Here is the Royal Mail statement in full:


• Following a review of its mail processing in Gloucester, Royal Mail has decided to transfer this operation to Bristol

• Some mail processing and mail collections work will move to Gloucester North and Stroud delivery offices

• Some mail collections will also be moved to Gloucester South and Lydney delivery offices

• This follows over eight months of consultation with employees and the CWU.

• This decision is in response to the challenges from digital communications, competition in the delivery market and overall mail volume decline.

• Our aim is to secure as much long-term employment and job security as possible and to continue to deliver an efficient, consistent and reliable service for our customers.

Royal Mail today announced that it will relocate its mail processing operations from Gloucester to Bristol as part of a wider ongoing review of mail centres across the UK. This transfer is expected to begin in the middle of 2013 and be completed by early 2014. Once Gloucester mail centre is closed, the site will be sold.

Royal Mail will also create two mail processing units at the existing Gloucester North and Stroud delivery offices. These sites will process mail for delivery to customers in parts of the GL2 – 6, GL10 and GL19 postcode areas.

We plan to transfer the machines for sorting mail, known as compact sequence sorters, from the mail centre to these offices. These machines can electronically “read” addresses to sort mail into batches for delivery at speeds of up to 45,000 items per hour. The machines can also sort mail into the order of a postman or woman’s walk, meaning that they spend less time sorting mail by hand before they go out on their deliveries.

Mail collections will be relocated from Gloucester mail centre to Gloucester North, Gloucester South, Stroud and Lydney delivery offices.

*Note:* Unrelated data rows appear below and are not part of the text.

// src/build_plan.rs

//! Invocation data for the external ACE+TAO build
//!
//! The upstream tree is configured through MPC feature files and GNU make
//! variables. This module only computes those values; running `mwc.pl` and
//! `make` belongs to the caller.

use crate::error::Result;
use crate::feature::FeatureSet;
use crate::manifest::Manifest;
use crate::settings::BuildSettings;
use serde::Serialize;
use std::collections::BTreeMap;
use std::path::{Path, PathBuf};

/// Location of the MPC feature file, relative to `ACE_ROOT`
pub const FEATURES_FILE: &str = "MPC/config/default.features";

/// Everything the external orchestrator is invoked with
#[derive(Debug, Clone, PartialEq, Eq, Serialize)]
pub struct BuildPlan {
    /// Extra `make` arguments (`zlib=1`, `debug=1`, `optimize=0`)
    pub make_args: Vec<String>,
    /// Body of `MPC/config/default.features`
    pub features_file: String,
    /// Environment for both MPC and make
    pub environment: BTreeMap<String, String>,
    /// External packages the enabled features pull in
    pub external_requirements: Vec<String>,
    /// Where MPC should be run from
    pub workdir: PathBuf,
}

impl BuildPlan {
    /// Compute the plan for a source tree unpacked at `source_folder`
    pub fn new(
        manifest: &Manifest,
        features: &FeatureSet,
        settings: &BuildSettings,
        source_folder: &Path,
    ) -> Result<Self> {
        manifest.check_request(features, settings)?;

        // Declaration order, not alphabetical, so the plan reads like the manifest
        let enabled: Vec<_> = manifest
            .features
            .iter()
            .filter(|f| features.contains(&f.name))
            .collect();

        let mut make_args: Vec<String> = enabled.iter().map(|f| format!("{}=1", f.name)).collect();
        if settings.build_type.with_symbols() {
            make_args.push("debug=1".to_string());
        }
        if !settings.build_type.is_optimized() {
            make_args.push("optimize=0".to_string());
        }

        let features_file: String = enabled.iter().map(|f| format!("{}=1\n", f.name)).collect();

        let external_requirements = enabled
            .iter()
            .filter_map(|f| f.package.clone())
            .collect();

        let ace_root = source_folder.join("ACE_wrappers");
        let tao_root = ace_root.join("TAO");

        let mut environment = BTreeMap::new();
        environment.insert(
            manifest.package.root_env.clone(),
            ace_root.display().to_string(),
        );
        environment.insert("TAO_ROOT".to_string(), tao_root.display().to_string());
        environment.insert("INSTALL_PREFIX".to_string(), "/".to_string());

        Ok(Self {
            make_args,
            features_file,
            environment,
            external_requirements,
            workdir: tao_root,
        })
    }

    /// Absolute path of the MPC feature file inside the source tree
    pub fn features_file_path(&self, manifest: &Manifest) -> Option<PathBuf> {
        self.environment
            .get(&manifest.package.root_env)
            .map(|root| Path::new(root).join(FEATURES_FILE))
    }
}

This decision follows a review of our processing operations in Gloucester that began in February 2012. Over eight months of consultation with our employees and the Communication Workers Union (CWU) has taken place to date. We have also kept CMA Unite updated.

This review has been conducted on the basis of the Business Transformation 2010 and Beyond agreement which is the national Agreement between Royal Mail and the CWU for modernising the business. This agreement was endorsed by postmen and women in a national ballot in April 2010. The consultation has involved the CWU and regular talks with CMA Unite.

Why change?

Royal Mail needs to respond to the huge growth in electronic communications and the resulting decline in overall mail volumes. In the UK, our latest financial results (published in June 2012) indicate that nationally letter volumes fell by 6% compared to the previous year. We are now delivering 58 million items a day compared to 84 million items a day six years ago.

In Gloucester, mail volumes of items posted to addresses in the region from other parts of the country have fallen over 18% during the last three years. Mail volumes of items posted to addresses outside the region have fallen by 27% in the same period.

Within this shrinking postal market, rival postal operators now carry more than one in three letters and more than half of all business mail in the UK. The regulatory framework has facilitated the rapid growth of competition, severely diluting our revenues. Our revenue has been declining as the number of addresses (nearly 29 million) to which we deliver is steadily increasing. Royal Mail has been stressing the need for a very different regulatory approach and our new regulator, Ofcom, has accepted that the regulatory landscape must fundamentally change.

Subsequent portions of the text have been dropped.